The Farm by Tom Rob Smith. For a limited time,
the first 25 pages are FREE for you to download
to your Kindle or e-book reader to preview the
book (from Amazon.com). 
     The full book will be available for purchase on
June 3, 2014. You can pre-order the book from 
your favorite book vendor, or from amazon.com. [1]

Book Review by:
Sharon Powers.
     "TRUE!--nervous--very, very dreadfully nervous I had been and am; but why will you say that I am mad? The disease had sharpened my senses--not destroyed--not dulled them. Above all was the sense of hearing acute. I heard all things in the heaven and in the earth. I heard many things in hell. How, then, am I mad? Hearken! and observe how healthily--how calmly I can tell you the whole story." The Tell-Tale Heart--Edgar Allen Poe. [2]

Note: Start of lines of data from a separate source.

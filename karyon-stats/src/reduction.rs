//! Dimensionality reduction via principal component analysis.
//!
//! PCA is computed by power iteration with deflation on the covariance
//! matrix, so no linear-algebra backend is required. This is intended for
//! the small matrices the compartment pipeline projects (a handful of
//! centroids per chromosome), not for large embeddings.

use karyon_core::{KaryonError, Result, Summarizable};

/// Configuration for PCA.
#[derive(Debug, Clone)]
#[cfg_attr(feature = "serde", derive(serde::Serialize, serde::Deserialize))]
pub struct PcaConfig {
    /// Number of principal components to compute.
    pub n_components: usize,
    /// Maximum power-iteration steps per component.
    pub max_iter: usize,
    /// Convergence tolerance on the eigenvector.
    pub tolerance: f64,
}

impl Default for PcaConfig {
    fn default() -> Self {
        Self {
            n_components: 2,
            max_iter: 1000,
            tolerance: 1e-10,
        }
    }
}

/// Result of a PCA computation.
#[derive(Debug, Clone)]
#[cfg_attr(feature = "serde", derive(serde::Serialize, serde::Deserialize))]
pub struct PcaResult {
    /// Principal axes (eigenvectors), row-major: `n_components x n_features`.
    pub components: Vec<f64>,
    /// Eigenvalues for each computed component.
    pub explained_variance: Vec<f64>,
    /// Fraction of total variance explained by each component.
    pub explained_variance_ratio: Vec<f64>,
    /// Number of features in the input data.
    pub n_features: usize,
    /// Number of components actually computed.
    pub n_components: usize,
}

impl Summarizable for PcaResult {
    fn summary(&self) -> String {
        let total: f64 = self.explained_variance_ratio.iter().sum();
        format!(
            "PCA: {} components, {:.1}% variance explained",
            self.n_components,
            total * 100.0,
        )
    }
}

/// Run PCA on a flat row-major matrix of shape `n_samples x n_features`.
///
/// # Errors
///
/// Returns an error if the data is empty, its length is not a multiple of
/// `n_features`, or there are fewer than 2 samples.
pub fn pca(data: &[f64], n_features: usize, config: &PcaConfig) -> Result<PcaResult> {
    if data.is_empty() {
        return Err(KaryonError::InvalidInput("pca: empty data".into()));
    }
    if n_features == 0 {
        return Err(KaryonError::InvalidInput(
            "pca: n_features must be > 0".into(),
        ));
    }
    if data.len() % n_features != 0 {
        return Err(KaryonError::InvalidInput(format!(
            "pca: data length {} not divisible by n_features {}",
            data.len(),
            n_features,
        )));
    }
    let n_samples = data.len() / n_features;
    if n_samples < 2 {
        return Err(KaryonError::InvalidInput(
            "pca: need at least 2 samples".into(),
        ));
    }
    let n_components = config.n_components.min(n_features).min(n_samples);
    if n_components == 0 {
        return Err(KaryonError::InvalidInput(
            "pca: n_components must be > 0".into(),
        ));
    }

    // Center the data per feature.
    let mut mean = vec![0.0; n_features];
    for row in 0..n_samples {
        for col in 0..n_features {
            mean[col] += data[row * n_features + col];
        }
    }
    for m in mean.iter_mut() {
        *m /= n_samples as f64;
    }
    let mut centered = data.to_vec();
    for row in 0..n_samples {
        for col in 0..n_features {
            centered[row * n_features + col] -= mean[col];
        }
    }

    // Covariance matrix C = X^T X / (n - 1).
    let scale = (n_samples - 1) as f64;
    let mut cov = vec![0.0; n_features * n_features];
    for row in 0..n_samples {
        let r = &centered[row * n_features..(row + 1) * n_features];
        for i in 0..n_features {
            for j in i..n_features {
                let v = r[i] * r[j];
                cov[i * n_features + j] += v;
                if i != j {
                    cov[j * n_features + i] += v;
                }
            }
        }
    }
    for v in cov.iter_mut() {
        *v /= scale;
    }

    // Total variance is the trace of the covariance matrix, captured before
    // deflation erodes it.
    let total_variance: f64 = (0..n_features).map(|i| cov[i * n_features + i]).sum();

    let mut components = Vec::with_capacity(n_components * n_features);
    let mut eigenvalues = Vec::with_capacity(n_components);
    for _ in 0..n_components {
        let (eigenvalue, eigenvector) =
            power_iteration(&cov, n_features, config.max_iter, config.tolerance);
        components.extend_from_slice(&eigenvector);
        eigenvalues.push(eigenvalue);

        // Deflate: C -= lambda * v * v^T
        for i in 0..n_features {
            for j in 0..n_features {
                cov[i * n_features + j] -= eigenvalue * eigenvector[i] * eigenvector[j];
            }
        }
    }

    let explained_variance_ratio = if total_variance > 0.0 {
        eigenvalues.iter().map(|&ev| ev / total_variance).collect()
    } else {
        vec![0.0; n_components]
    };

    Ok(PcaResult {
        components,
        explained_variance: eigenvalues,
        explained_variance_ratio,
        n_features,
        n_components,
    })
}

/// Dominant eigenpair of a symmetric matrix by power iteration.
fn power_iteration(matrix: &[f64], n: usize, max_iter: usize, tol: f64) -> (f64, Vec<f64>) {
    // Deterministic non-zero starting vector, normalized.
    let mut v: Vec<f64> = (0..n).map(|i| 1.0 / (i + 1) as f64).collect();
    let norm: f64 = v.iter().map(|x| x * x).sum::<f64>().sqrt();
    if norm > 0.0 {
        for x in v.iter_mut() {
            *x /= norm;
        }
    }

    let mut eigenvalue = 0.0;
    for _ in 0..max_iter {
        let mut w = vec![0.0; n];
        for i in 0..n {
            let mut sum = 0.0;
            for j in 0..n {
                sum += matrix[i * n + j] * v[j];
            }
            w[i] = sum;
        }

        let next_eigenvalue: f64 = v.iter().zip(&w).map(|(a, b)| a * b).sum();
        let wnorm: f64 = w.iter().map(|x| x * x).sum::<f64>().sqrt();
        if wnorm == 0.0 {
            break;
        }
        for x in w.iter_mut() {
            *x /= wnorm;
        }

        let diff: f64 = v
            .iter()
            .zip(&w)
            .map(|(a, b)| (a - b).powi(2))
            .sum::<f64>()
            .sqrt();
        v = w;
        eigenvalue = next_eigenvalue;
        if diff < tol {
            break;
        }
    }

    (eigenvalue.abs(), v)
}

// ── Tests ──────────────────────────────────────────────────────────────────

#[cfg(test)]
mod tests {
    use super::*;

    #[test]
    fn dominant_axis_captures_variance() {
        // Points along the x axis with tiny y noise: PC1 should explain
        // nearly all variance.
        let data = vec![
            0.0, 0.01, //
            1.0, -0.01, //
            2.0, 0.02, //
            3.0, -0.02, //
            4.0, 0.0,
        ];
        let result = pca(&data, 2, &PcaConfig::default()).unwrap();
        assert_eq!(result.n_components, 2);
        assert!(result.explained_variance_ratio[0] > 0.99);
    }

    #[test]
    fn isotropic_data_splits_variance() {
        // A symmetric square of points: neither axis dominates.
        let data = vec![
            1.0, 0.0, //
            -1.0, 0.0, //
            0.0, 1.0, //
            0.0, -1.0,
        ];
        let result = pca(&data, 2, &PcaConfig::default()).unwrap();
        let r = &result.explained_variance_ratio;
        assert!((r[0] - 0.5).abs() < 1e-6, "pc1 ratio {}", r[0]);
    }

    #[test]
    fn ratios_sum_to_at_most_one() {
        let data = vec![
            1.0, 2.0, 3.0, //
            4.0, 5.0, 7.0, //
            2.0, 1.0, 0.5, //
            8.0, 3.0, 2.0,
        ];
        let config = PcaConfig {
            n_components: 3,
            ..Default::default()
        };
        let result = pca(&data, 3, &config).unwrap();
        let total: f64 = result.explained_variance_ratio.iter().sum();
        assert!(total <= 1.0 + 1e-8);
        assert!(total > 0.9);
    }

    #[test]
    fn constant_data_has_zero_ratio() {
        let data = vec![5.0, 5.0, 5.0, 5.0];
        let result = pca(&data, 2, &PcaConfig::default()).unwrap();
        assert_eq!(result.explained_variance_ratio, vec![0.0, 0.0]);
    }

    #[test]
    fn rejects_bad_shapes() {
        assert!(pca(&[], 2, &PcaConfig::default()).is_err());
        assert!(pca(&[1.0, 2.0, 3.0], 2, &PcaConfig::default()).is_err());
        assert!(pca(&[1.0, 2.0], 2, &PcaConfig::default()).is_err()); // 1 sample
    }
}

     I love Edgar Allen Poe's works, and probably none more so than, The Tell-Tale Heart. In this famous short story, Poe restricts other points of view by only permitting us to hear the story from the mouth and perspective of the narrator, told in first person, and who goes unnamed. And while Tom Rob Smith's, The Farm, is NOT gothic horror, it does utilize a few of Poe's famous techniques--techniques that create suspense.

     But I am getting ahead of myself. I wanted to start talking to you about, The Farm, at the beginning, but I've jumped ahead. And, now...I'm laughing out loud, because this is one of the things the narrator's mother basically says--a number of times. The mother, Tilde, repeatedly asks not to be interrupted, to be permitted to finish, and to let her tell her story in "chronological" order. (Chuckle, chuckle....) I tell you what, let's take a look at a short synopsis of the book, then we'll come back to talking about the book, OK?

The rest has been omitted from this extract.